Agent Aird comes highly recommended.
Agent Aird is distinguished through initiative.
Dr. Grace Li offers a personal commendation.
Agent Aird is successfully on track to obtaining his A-5.
He was also dying in a dumpster.
The exceptional, highly recommended Agent Aird had been awake for an hour. It felt like days, and every sound that led to nothing stretched his wait. He’d sent a priority distress alert when his eyes first opened, but until his partner acknowledged it, and according to his goggles, she hadn’t, here he stayed, trapped in rancid bags of trash.
It’d been said that men were best known by their garbage. The dog shit priming his heels for when he finished sinking through molded curry gave all sorts of insight into these residents: they were assholes, in case attempted murder left too much doubt about it.

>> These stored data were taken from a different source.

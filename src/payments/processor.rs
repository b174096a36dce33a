// Payment processor boundary.
//
// The processor is never trusted with authorization decisions; it only sees
// opaque metadata that lets webhook events find their way back to our rows.

use async_trait::async_trait;
use rust_decimal::prelude::ToPrimitive;
use rust_decimal::Decimal;
use serde::Deserialize;
use std::time::Duration;
use uuid::Uuid;

use crate::error::{AppError, AppResult};

const STRIPE_API_BASE: &str = "https://api.stripe.com/v1";

/// Metadata attached to a checkout session. These keys are what mark an
/// incoming webhook event as belonging to this integration.
#[derive(Debug, Clone)]
pub struct CheckoutMetadata {
    pub need_id: Uuid,
    pub help_offer_id: Uuid,
    pub requester_id: Uuid,
    pub helper_id: Uuid,
    pub original_amount: Decimal,
    pub commission_amount: Decimal,
}

impl CheckoutMetadata {
    fn to_form_pairs(&self) -> Vec<(String, String)> {
        vec![
            ("metadata[need_id]".to_string(), self.need_id.to_string()),
            (
                "metadata[help_offer_id]".to_string(),
                self.help_offer_id.to_string(),
            ),
            (
                "metadata[requester_id]".to_string(),
                self.requester_id.to_string(),
            ),
            ("metadata[helper_id]".to_string(), self.helper_id.to_string()),
            (
                "metadata[original_amount]".to_string(),
                self.original_amount.to_string(),
            ),
            (
                "metadata[commission_amount]".to_string(),
                self.commission_amount.to_string(),
            ),
        ]
    }
}

#[derive(Debug, Clone)]
pub struct CheckoutSession {
    pub id: String,
    pub url: String,
}

#[derive(Debug, Clone)]
pub struct Transfer {
    pub id: String,
}

#[derive(Debug, Clone)]
pub struct ConnectedAccount {
    pub id: String,
}

/// Outbound processor operations. All calls carry a bounded timeout and fail
/// as `Upstream` without touching local state.
#[async_trait]
pub trait PaymentProcessor: Send + Sync {
    async fn create_checkout_session(
        &self,
        amount: Decimal,
        currency: &str,
        product_name: &str,
        success_url: &str,
        cancel_url: &str,
        metadata: CheckoutMetadata,
    ) -> AppResult<CheckoutSession>;

    /// Move the helper's portion to their connected account. The idempotency
    /// key makes a replayed call return the original transfer instead of
    /// moving funds twice.
    async fn create_transfer(
        &self,
        amount: Decimal,
        currency: &str,
        destination_account: &str,
        idempotency_key: Uuid,
    ) -> AppResult<Transfer>;

    async fn create_connected_account(&self, email: &str, user_id: Uuid)
        -> AppResult<ConnectedAccount>;

    async fn create_onboarding_link(
        &self,
        account_id: &str,
        refresh_url: &str,
        return_url: &str,
    ) -> AppResult<String>;
}

/// Convert a major-unit amount to the processor's integer minor units
/// (öre for SEK-like currencies).
pub fn to_minor_units(amount: Decimal) -> AppResult<i64> {
    (amount * Decimal::from(100))
        .round_dp(0)
        .to_i64()
        .ok_or_else(|| AppError::Invalid(format!("amount {} not representable in minor units", amount)))
}

// ============ STRIPE CLIENT ============

#[derive(Debug, Deserialize)]
struct StripeSessionResponse {
    id: String,
    url: String,
}

#[derive(Debug, Deserialize)]
struct StripeIdResponse {
    id: String,
}

#[derive(Debug, Deserialize)]
struct StripeLinkResponse {
    url: String,
}

pub struct StripeClient {
    secret_key: String,
    api_base: String,
    client: reqwest::Client,
}

impl StripeClient {
    pub fn new(secret_key: String, timeout: Duration) -> AppResult<Self> {
        let client = reqwest::Client::builder()
            .timeout(timeout)
            .build()
            .map_err(|e| AppError::Config(format!("failed to build HTTP client: {}", e)))?;

        Ok(Self {
            secret_key,
            api_base: STRIPE_API_BASE.to_string(),
            client,
        })
    }

    async fn post_form<T: serde::de::DeserializeOwned>(
        &self,
        path: &str,
        params: &[(String, String)],
        idempotency_key: Option<String>,
    ) -> AppResult<T> {
        let mut request = self
            .client
            .post(format!("{}{}", self.api_base, path))
            .bearer_auth(&self.secret_key)
            .form(params);

        if let Some(key) = idempotency_key {
            request = request.header("Idempotency-Key", key);
        }

        let response = request.send().await?;

        if !response.status().is_success() {
            let status = response.status();
            let error_text = response.text().await.unwrap_or_default();
            return Err(AppError::Upstream(format!(
                "stripe returned {}: {}",
                status, error_text
            )));
        }

        Ok(response.json::<T>().await?)
    }
}

#[async_trait]
impl PaymentProcessor for StripeClient {
    async fn create_checkout_session(
        &self,
        amount: Decimal,
        currency: &str,
        product_name: &str,
        success_url: &str,
        cancel_url: &str,
        metadata: CheckoutMetadata,
    ) -> AppResult<CheckoutSession> {
        let mut params = vec![
            ("mode".to_string(), "payment".to_string()),
            (
                "line_items[0][price_data][currency]".to_string(),
                currency.to_string(),
            ),
            (
                "line_items[0][price_data][product_data][name]".to_string(),
                product_name.to_string(),
            ),
            (
                "line_items[0][price_data][unit_amount]".to_string(),
                to_minor_units(amount)?.to_string(),
            ),
            ("line_items[0][quantity]".to_string(), "1".to_string()),
            ("success_url".to_string(), success_url.to_string()),
            ("cancel_url".to_string(), cancel_url.to_string()),
        ];
        params.extend(metadata.to_form_pairs());

        let session: StripeSessionResponse = self
            .post_form("/checkout/sessions", &params, None)
            .await?;

        Ok(CheckoutSession {
            id: session.id,
            url: session.url,
        })
    }

    async fn create_transfer(
        &self,
        amount: Decimal,
        currency: &str,
        destination_account: &str,
        idempotency_key: Uuid,
    ) -> AppResult<Transfer> {
        let params = vec![
            ("amount".to_string(), to_minor_units(amount)?.to_string()),
            ("currency".to_string(), currency.to_string()),
            ("destination".to_string(), destination_account.to_string()),
            (
                "metadata[commission_id]".to_string(),
                idempotency_key.to_string(),
            ),
        ];

        let transfer: StripeIdResponse = self
            .post_form("/transfers", &params, Some(idempotency_key.to_string()))
            .await?;

        Ok(Transfer { id: transfer.id })
    }

    async fn create_connected_account(
        &self,
        email: &str,
        user_id: Uuid,
    ) -> AppResult<ConnectedAccount> {
        let params = vec![
            ("type".to_string(), "express".to_string()),
            ("email".to_string(), email.to_string()),
            ("metadata[user_id]".to_string(), user_id.to_string()),
        ];

        let account: StripeIdResponse = self.post_form("/accounts", &params, None).await?;

        Ok(ConnectedAccount { id: account.id })
    }

    async fn create_onboarding_link(
        &self,
        account_id: &str,
        refresh_url: &str,
        return_url: &str,
    ) -> AppResult<String> {
        let params = vec![
            ("account".to_string(), account_id.to_string()),
            ("refresh_url".to_string(), refresh_url.to_string()),
            ("return_url".to_string(), return_url.to_string()),
            ("type".to_string(), "account_onboarding".to_string()),
        ];

        let link: StripeLinkResponse = self.post_form("/account_links", &params, None).await?;

        Ok(link.url)
    }
}

#[cfg(test)]
mod tests {
    use super::*;
    use rust_decimal_macros::dec;

    #[test]
    fn test_minor_unit_conversion() {
        assert_eq!(to_minor_units(dec!(200.00)).unwrap(), 20_000);
        assert_eq!(to_minor_units(dec!(180.50)).unwrap(), 18_050);
        assert_eq!(to_minor_units(dec!(0.01)).unwrap(), 1);
    }

    #[test]
    fn test_metadata_form_pairs_carry_marker_keys() {
        let metadata = CheckoutMetadata {
            need_id: Uuid::new_v4(),
            help_offer_id: Uuid::new_v4(),
            requester_id: Uuid::new_v4(),
            helper_id: Uuid::new_v4(),
            original_amount: dec!(200),
            commission_amount: dec!(20),
        };

        let pairs = metadata.to_form_pairs();
        let keys: Vec<&str> = pairs.iter().map(|(k, _)| k.as_str()).collect();
        assert!(keys.contains(&"metadata[need_id]"));
        assert!(keys.contains(&"metadata[help_offer_id]"));
        assert!(keys.contains(&"metadata[helper_id]"));
    }
}
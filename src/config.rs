use rust_decimal::Decimal;
use serde::Deserialize;
use std::str::FromStr;

#[derive(Debug, Deserialize, Clone)]
pub struct Config {
    pub database_url: String,
    pub bind_address: String,

    /// Platform share of each settled payment, snapshotted onto every
    /// commission record at creation time.
    pub commission_rate: Decimal,

    pub stripe_secret_key: String,
    pub stripe_webhook_secret: String,
    /// Bound on every outbound processor call
    pub stripe_timeout_secs: u64,

    pub checkout_success_url: String,
    pub checkout_cancel_url: String,
    pub onboarding_refresh_url: String,
    pub onboarding_return_url: String,
}

impl Config {
    pub fn from_env() -> Result<Self, config::ConfigError> {
        let commission_rate = std::env::var("COMMISSION_RATE")
            .unwrap_or_else(|_| "0.10".to_string());
        let commission_rate = Decimal::from_str(&commission_rate).map_err(|e| {
            config::ConfigError::Message(format!("invalid COMMISSION_RATE: {}", e))
        })?;

        let stripe_timeout_secs = std::env::var("STRIPE_TIMEOUT_SECS")
            .unwrap_or_else(|_| "10".to_string())
            .parse::<u64>()
            .map_err(|e| {
                config::ConfigError::Message(format!("invalid STRIPE_TIMEOUT_SECS: {}", e))
            })?;

        Ok(Self {
            database_url: std::env::var("DATABASE_URL")
                .unwrap_or_else(|_| "postgresql://localhost/grannhjalp".to_string()),
            bind_address: std::env::var("BIND_ADDRESS")
                .unwrap_or_else(|_| "0.0.0.0:8080".to_string()),
            commission_rate,
            stripe_secret_key: std::env::var("STRIPE_SECRET_KEY")
                .map_err(|_| config::ConfigError::Message("STRIPE_SECRET_KEY must be set".into()))?,
            stripe_webhook_secret: std::env::var("STRIPE_WEBHOOK_SECRET")
                .map_err(|_| config::ConfigError::Message("STRIPE_WEBHOOK_SECRET must be set".into()))?,
            stripe_timeout_secs,
            checkout_success_url: std::env::var("CHECKOUT_SUCCESS_URL")
                .unwrap_or_else(|_| "https://localhost/payments/success".to_string()),
            checkout_cancel_url: std::env::var("CHECKOUT_CANCEL_URL")
                .unwrap_or_else(|_| "https://localhost/payments/cancel".to_string()),
            onboarding_refresh_url: std::env::var("ONBOARDING_REFRESH_URL")
                .unwrap_or_else(|_| "https://localhost/onboarding/refresh".to_string()),
            onboarding_return_url: std::env::var("ONBOARDING_RETURN_URL")
                .unwrap_or_else(|_| "https://localhost/onboarding/return".to_string()),
        })
    }
}
use rust_decimal::Decimal;
use sqlx::{Postgres, Transaction};
use std::sync::Arc;
use tracing::{info, warn};
use uuid::Uuid;

use crate::commission;
use crate::error::{AppError, AppResult};
use crate::ledger::models::{Commission, CommissionStatus, NeedStatus};
use crate::ledger::repository::LedgerRepository;
use crate::notifier::Notifier;
use crate::payments::processor::{CheckoutMetadata, PaymentProcessor};

/// A transfer that keeps failing stops being retried after this many
/// attempts and stays in `transfer_failed` for operator attention.
const MAX_TRANSFER_ATTEMPTS: i32 = 3;

/// Orchestrator configuration, captured once at startup
#[derive(Debug, Clone)]
pub struct PaymentConfig {
    pub commission_rate: Decimal,
    pub checkout_success_url: String,
    pub checkout_cancel_url: String,
    pub onboarding_refresh_url: String,
    pub onboarding_return_url: String,
}

/// Payment orchestrator - initiates checkouts for mutually approved offers
/// and reconciles asynchronous processor events back into the ledger.
pub struct PaymentOrchestrator {
    ledger: Arc<LedgerRepository>,
    processor: Arc<dyn PaymentProcessor>,
    notifier: Arc<Notifier>,
    config: PaymentConfig,
}

impl PaymentOrchestrator {
    pub fn new(
        ledger: Arc<LedgerRepository>,
        processor: Arc<dyn PaymentProcessor>,
        notifier: Arc<Notifier>,
        config: PaymentConfig,
    ) -> Self {
        Self {
            ledger,
            processor,
            notifier,
            config,
        }
    }

    /// Start a checkout for a mutually approved offer and return the
    /// redirect URL.
    ///
    /// The processor session is created first and the commission row only
    /// after that call succeeds: either both exist or neither does, so an
    /// upstream failure leaves nothing to clean up.
    pub async fn initiate_payment(
        &self,
        need_id: Uuid,
        help_offer_id: Uuid,
        caller: Uuid,
    ) -> AppResult<String> {
        let need = self
            .ledger
            .get_need(need_id)
            .await?
            .ok_or_else(|| AppError::NotFound(format!("need {}", need_id)))?;

        let offer = self
            .ledger
            .get_offer(help_offer_id)
            .await?
            .filter(|o| o.need_id == need_id)
            .ok_or_else(|| AppError::NotFound(format!("offer {} on need {}", help_offer_id, need_id)))?;

        if need.requester_id != caller {
            return Err(AppError::Forbidden(
                "only the requester may pay for their need".to_string(),
            ));
        }

        if !offer.is_mutually_approved() {
            return Err(AppError::Forbidden(
                "payment requires a mutually approved offer".to_string(),
            ));
        }

        match need.status {
            NeedStatus::Completed => {
                return Err(AppError::Conflict(
                    "this need has already been paid for".to_string(),
                ))
            }
            NeedStatus::Cancelled => {
                return Err(AppError::Conflict("this need was cancelled".to_string()))
            }
            NeedStatus::Open | NeedStatus::InProgress => {}
        }

        let amount = need
            .budget_amount
            .ok_or_else(|| AppError::Invalid("need has no budget amount".to_string()))?;
        if amount <= Decimal::ZERO {
            return Err(AppError::Invalid("budget amount must be positive".to_string()));
        }

        let split = commission::split(amount, self.config.commission_rate);

        let metadata = CheckoutMetadata {
            need_id,
            help_offer_id,
            requester_id: need.requester_id,
            helper_id: offer.helper_id,
            original_amount: amount,
            commission_amount: split.commission_amount,
        };

        // Upstream call first; the local row is written only once the
        // session exists.
        let session = self
            .processor
            .create_checkout_session(
                amount,
                &need.budget_currency,
                &need.title,
                &self.config.checkout_success_url,
                &self.config.checkout_cancel_url,
                metadata,
            )
            .await?;

        let commission = self
            .ledger
            .create_commission(
                need_id,
                help_offer_id,
                offer.helper_id,
                need.requester_id,
                amount,
                split.commission_amount,
                self.config.commission_rate,
                &need.budget_currency,
                &session.id,
            )
            .await?;

        info!(
            "💳 Checkout created: commission={} session={} amount={} {}",
            commission.id, session.id, amount, need.budget_currency
        );

        Ok(session.url)
    }

    /// Reconcile a captured checkout session. Idempotent: the commission row
    /// is locked, and a row already marked completed is left untouched no
    /// matter how many times the processor redelivers the event.
    pub async fn reconcile_payment_completed(
        &self,
        checkout_session_id: &str,
        payment_intent_id: Option<&str>,
    ) -> AppResult<()> {
        let mut tx = self.ledger.begin_tx().await?;

        let commission = match self
            .ledger
            .get_commission_by_session_for_update(&mut tx, checkout_session_id)
            .await?
        {
            Some(c) => c,
            None => {
                warn!(
                    "checkout session {} has no commission record, skipping",
                    checkout_session_id
                );
                return Ok(());
            }
        };

        self.settle_locked(tx, commission, payment_intent_id).await
    }

    /// Re-attempt settlement of a specific commission (onboarding-completion
    /// hook path).
    async fn retry_settlement(&self, commission_id: Uuid) -> AppResult<()> {
        let mut tx = self.ledger.begin_tx().await?;

        let commission = match self
            .ledger
            .get_commission_for_update(&mut tx, commission_id)
            .await?
        {
            Some(c) => c,
            None => return Ok(()),
        };

        self.settle_locked(tx, commission, None).await
    }

    /// Settlement core. Runs with the commission row locked, so duplicate
    /// deliveries and concurrent retries serialize here; the transfer call is
    /// additionally keyed by the commission id at the processor, which is the
    /// at-most-once backstop.
    async fn settle_locked(
        &self,
        mut tx: Transaction<'_, Postgres>,
        commission: Commission,
        payment_intent_id: Option<&str>,
    ) -> AppResult<()> {
        if commission.is_settled() {
            info!(
                "commission {} already completed, duplicate delivery ignored",
                commission.id
            );
            tx.commit().await?;
            return Ok(());
        }

        if commission.transfer_attempts >= MAX_TRANSFER_ATTEMPTS {
            warn!(
                "commission {} exhausted its {} transfer attempts, leaving as {:?}",
                commission.id, MAX_TRANSFER_ATTEMPTS, commission.status
            );
            tx.commit().await?;
            return Ok(());
        }

        // At most one offer per need ever settles. The need row is locked so
        // that captures for two different offers on the same need cannot both
        // pass this check; the loser stays unsettled for the refund path.
        if let Some(need_id) = commission.need_id {
            if let Some(need) = self.ledger.get_need_for_update(&mut tx, need_id).await? {
                if need.status == NeedStatus::Completed {
                    warn!(
                        "commission {} targets need {} which is already settled, leaving as {:?}",
                        commission.id, need_id, commission.status
                    );
                    tx.commit().await?;
                    return Ok(());
                }
            }
        }

        let helper = self
            .ledger
            .get_user(commission.helper_id)
            .await?
            .ok_or_else(|| AppError::NotFound(format!("helper {}", commission.helper_id)))?;

        let destination = match helper.stripe_account_id.as_deref() {
            Some(account) if helper.payouts_ready => account.to_string(),
            _ => {
                // No transfer is attempted until onboarding completes; the
                // account.updated hook picks the row back up.
                self.ledger
                    .mark_commission_transfer_pending(&mut tx, commission.id, payment_intent_id)
                    .await?;
                tx.commit().await?;

                info!(
                    "commission {} parked as transfer_pending: helper {} not ready for payouts",
                    commission.id, commission.helper_id
                );
                return Ok(());
            }
        };

        // Funds move here and nowhere else. Local writes stay strictly after
        // the upstream call so a failed transfer never looks settled.
        let transfer = match self
            .processor
            .create_transfer(
                commission.helper_amount(),
                &commission.currency,
                &destination,
                commission.id,
            )
            .await
        {
            Ok(transfer) => transfer,
            Err(err) => {
                self.ledger
                    .mark_commission_transfer_failed(&mut tx, commission.id, payment_intent_id)
                    .await?;
                tx.commit().await?;

                warn!(
                    "transfer for commission {} failed (attempt {}): {}",
                    commission.id,
                    commission.transfer_attempts + 1,
                    err
                );
                return Err(err);
            }
        };

        self.ledger
            .mark_commission_completed(&mut tx, commission.id, &transfer.id, payment_intent_id)
            .await?;

        if let Some(need_id) = commission.need_id {
            self.ledger.mark_need_completed(&mut tx, need_id).await?;
        }

        tx.commit().await?;

        info!(
            "✅ Commission {} settled: transfer {} of {} {} to helper {}",
            commission.id,
            transfer.id,
            commission.helper_amount(),
            commission.currency,
            commission.helper_id
        );

        self.notifier
            .notify(
                commission.helper_id,
                "Payment received",
                &format!(
                    "You have been paid {} {} for your help.",
                    commission.helper_amount(),
                    commission.currency
                ),
                commission.need_id,
                commission.help_offer_id,
            )
            .await;
        self.notifier
            .notify(
                commission.requester_id,
                "Payment completed",
                "Your payment has been processed and your helper has been paid.",
                commission.need_id,
                commission.help_offer_id,
            )
            .await;

        Ok(())
    }

    /// Apply a connected-account status event. The onboarding flag is
    /// level-triggered state, so this is a plain overwrite that is safe to
    /// replay or reorder. When the account becomes ready, any commissions
    /// parked on this helper are re-attempted.
    pub async fn reconcile_account_updated(
        &self,
        stripe_account_id: &str,
        details_submitted: bool,
        payouts_enabled: bool,
        user_id: Option<Uuid>,
    ) -> AppResult<()> {
        let ready = details_submitted && payouts_enabled;

        let mut owner = self.ledger.set_payouts_ready(stripe_account_id, ready).await?;

        // The account may not be attached yet if the onboarding redirect
        // raced the webhook; the event metadata tells us whose it is.
        if owner.is_none() {
            if let Some(user_id) = user_id {
                self.ledger.set_stripe_account(user_id, stripe_account_id).await?;
                owner = self.ledger.set_payouts_ready(stripe_account_id, ready).await?;
            }
        }

        let Some(helper_id) = owner else {
            warn!(
                "account.updated for unknown account {}, skipping",
                stripe_account_id
            );
            return Ok(());
        };

        info!(
            "payment account {} for user {}: details_submitted={} payouts_enabled={} -> ready={}",
            stripe_account_id, helper_id, details_submitted, payouts_enabled, ready
        );

        if !ready {
            return Ok(());
        }

        let parked = self
            .ledger
            .list_retryable_commissions_for_helper(helper_id, MAX_TRANSFER_ATTEMPTS)
            .await?;

        for commission in parked {
            debug_assert!(commission.status != CommissionStatus::Completed);
            if let Err(err) = self.retry_settlement(commission.id).await {
                warn!(
                    "retrying commission {} after onboarding failed: {}",
                    commission.id, err
                );
            }
        }

        Ok(())
    }

    /// Create (once) the helper's connected account and hand back a fresh
    /// onboarding link.
    pub async fn start_onboarding(&self, caller: Uuid) -> AppResult<String> {
        let user = self
            .ledger
            .get_user(caller)
            .await?
            .ok_or_else(|| AppError::NotFound(format!("user {}", caller)))?;

        let account_id = match user.stripe_account_id {
            Some(account_id) => account_id,
            None => {
                let account = self
                    .processor
                    .create_connected_account(&user.email, user.id)
                    .await?;
                self.ledger.set_stripe_account(user.id, &account.id).await?;
                account.id
            }
        };

        self.processor
            .create_onboarding_link(
                &account_id,
                &self.config.onboarding_refresh_url,
                &self.config.onboarding_return_url,
            )
            .await
    }
}
use axum::{
    extract::{Path, State},
    http::StatusCode,
    Json,
};
use uuid::Uuid;

use super::auth::AuthenticatedUser;
use super::AppState;
use crate::error::AppResult;
use crate::ledger::models::Notification;

/// List the caller's notifications, newest first
/// GET /notifications
pub async fn list_notifications(
    State(state): State<AppState>,
    AuthenticatedUser(caller): AuthenticatedUser,
) -> AppResult<Json<Vec<Notification>>> {
    let notifications = state.ledger.list_notifications(caller).await?;
    Ok(Json(notifications))
}

/// Mark one of the caller's notifications as read
/// POST /notifications/:id/read
pub async fn mark_notification_read(
    State(state): State<AppState>,
    AuthenticatedUser(caller): AuthenticatedUser,
    Path(notification_id): Path<Uuid>,
) -> AppResult<StatusCode> {
    state
        .ledger
        .mark_notification_read(notification_id, caller)
        .await?;

    Ok(StatusCode::NO_CONTENT)
}
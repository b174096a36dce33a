pub mod state;

pub use state::{project_need_status, ApprovalParty, OfferState, ProjectedNeedStatus};
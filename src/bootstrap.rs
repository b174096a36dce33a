use sqlx::{postgres::PgPoolOptions, PgPool};
use std::{sync::Arc, time::Duration};
use tracing::info;

use crate::{
    api::AppState,
    config::Config,
    error::AppResult,
    ledger::repository::LedgerRepository,
    notifier::Notifier,
    payments::{
        orchestrator::{PaymentConfig, PaymentOrchestrator},
        processor::StripeClient,
    },
};

pub async fn initialize_app_state(config: &Config) -> AppResult<AppState> {
    info!("Initializing application components ...");

    let pool = initialize_database(&config.database_url).await?;

    let ledger = Arc::new(LedgerRepository::new(pool.clone()));

    let notifier = Arc::new(Notifier::new(ledger.clone()));
    info!("✅ Notifier initialized");

    let stripe = Arc::new(StripeClient::new(
        config.stripe_secret_key.clone(),
        Duration::from_secs(config.stripe_timeout_secs),
    )?);
    info!(
        "✅ Payment processor client initialized ({}s timeout)",
        config.stripe_timeout_secs
    );

    let orchestrator = Arc::new(PaymentOrchestrator::new(
        ledger.clone(),
        stripe,
        notifier.clone(),
        PaymentConfig {
            commission_rate: config.commission_rate,
            checkout_success_url: config.checkout_success_url.clone(),
            checkout_cancel_url: config.checkout_cancel_url.clone(),
            onboarding_refresh_url: config.onboarding_refresh_url.clone(),
            onboarding_return_url: config.onboarding_return_url.clone(),
        },
    ));
    info!(
        "✅ Payment orchestrator initialized (commission rate {})",
        config.commission_rate
    );

    Ok(AppState {
        ledger,
        orchestrator,
        notifier,
        webhook_secret: config.stripe_webhook_secret.clone(),
    })
}

async fn initialize_database(database_url: &str) -> AppResult<PgPool> {
    info!("📊 Connecting to database...");

    let pool = PgPoolOptions::new()
        .max_connections(50)
        .min_connections(5)
        .acquire_timeout(Duration::from_secs(30))
        .idle_timeout(Duration::from_secs(600))
        .connect(database_url)
        .await?;

    info!("🔄 Running database migrations...");
    sqlx::migrate!("./migrations").run(&pool).await?;

    info!("✓ Database initialized");
    Ok(pool)
}
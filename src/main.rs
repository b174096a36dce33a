mod api;
mod bootstrap;
mod commission;
mod config;
mod error;
mod ledger;
mod notifier;
mod offers;
mod payments;
mod server;

use tracing::info;
use tracing_subscriber::{layer::SubscriberExt, util::SubscriberInitExt};

// Initialize logging and tracing
fn init_tracing() {
    tracing_subscriber::registry()
        .with(tracing_subscriber::EnvFilter::new(
            std::env::var("RUST_LOG")
                .unwrap_or_else(|_| "info,tower_http=debug,grannhjalp_backend=debug".into()),
        ))
        .with(tracing_subscriber::fmt::layer())
        .init();
}

#[tokio::main]
async fn main() -> Result<(), Box<dyn std::error::Error>> {
    init_tracing();

    info!("🚀 Starting Grannhjälp marketplace backend");

    dotenv::dotenv().ok();
    let config = config::Config::from_env()?;
    let bind_address = config.bind_address.clone();

    let state = bootstrap::initialize_app_state(&config).await?;

    let app = server::create_app(state).await;

    server::run_server(app, &bind_address).await?;

    Ok(())
}
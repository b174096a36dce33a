use axum::{
    routing::{get, post},
    Router,
};
use tower_http::{
    compression::CompressionLayer, cors::CorsLayer, limit::RequestBodyLimitLayer,
    trace::TraceLayer,
};
use tracing::info;

use crate::api::{
    health_check,
    needs::{cancel_need, create_need, delete_need, get_need},
    notifications::{list_notifications, mark_notification_read},
    offers::{approve_offer, create_offer, list_offers, withdraw_offer},
    payments::{create_checkout, start_onboarding, stripe_webhook},
    users::{create_user, get_me},
    AppState,
};

/// Bound on inbound request bodies, webhook payloads included
const MAX_BODY_BYTES: usize = 128 * 1024;

pub async fn create_app(state: AppState) -> Router {
    info!("⚙️ Setting up HTTP routes...");

    let app = Router::new()
        // Public health check endpoint
        .route("/health", get(health_check))
        .nest(
            "/api/v1",
            Router::new()
                // User profiles
                .route("/users", post(create_user))
                .route("/users/me", get(get_me))
                // Needs
                .route("/needs", post(create_need))
                .route("/needs/:id", get(get_need).delete(delete_need))
                .route("/needs/:id/cancel", post(cancel_need))
                // Help offers
                .route("/needs/:id/offers", post(create_offer).get(list_offers))
                .route("/offers/:id/approve", post(approve_offer))
                .route("/offers/:id/withdraw", post(withdraw_offer))
                // Payments
                .route("/payments/checkout", post(create_checkout))
                .route("/payments/onboarding", post(start_onboarding))
                .route("/webhooks/stripe", post(stripe_webhook))
                // Notifications
                .route("/notifications", get(list_notifications))
                .route("/notifications/:id/read", post(mark_notification_read)),
        )
        .layer(CompressionLayer::new())
        .layer(RequestBodyLimitLayer::new(MAX_BODY_BYTES))
        .layer(CorsLayer::very_permissive())
        .layer(TraceLayer::new_for_http())
        .with_state(state);

    info!("✓ HTTP routes configured");
    app
}

pub async fn run_server(app: Router, bind_address: &str) -> Result<(), Box<dyn std::error::Error>> {
    let listener = tokio::net::TcpListener::bind(bind_address).await?;
    info!("🌐 Server listening on: {}", bind_address);

    axum::serve(listener, app).await?;
    Ok(())
}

His suit chimed. He’d fought five broken ribs and a shattered leg to pull his goggles from their pouch on his calf; he would answer every ping it sent, whether or not they had news.
« Administering 87 (12%) – confirm/deny? »
Confirm.
He lowered his goggles back to his collarbone right as the arms of his suit hissed. The hundred, tiny needles pinched to bring a familiar, jolting high, and then dulled to a lucid hum.
« 87 (4%) administered. Next recommended dose: 17 minutes. »
This text was how he tracked time. The 87 could blunt severed limbs to a reasonable ache without the 85’s constipation, but like the rest of the 80 series, and unlike the 90s, it didn’t repair damage and wasn’t designed for extended use.
He hadn’t requested the 90 series. Those were for suits who got caught or were too stupid to think of a way out. Masked suits, in other words. Deployable.
Agent Aird anticipates and learns from others’ miscalculations.
He shouldn’t have borrowed her mask. Fading was already his second nature, and the edge a mask offered provided nothing if he broke his own illusion. The room upstairs was a mess; the most management-friendly explanation placed what happened on him unsettling the wrong pile of dirt. He knew better, but his alternative theories refused to ignore that that person had been neither one of them nor a civilian. If he’d been wearing his goggles instead of trying to make nice with subordinates, he would have an answer by now.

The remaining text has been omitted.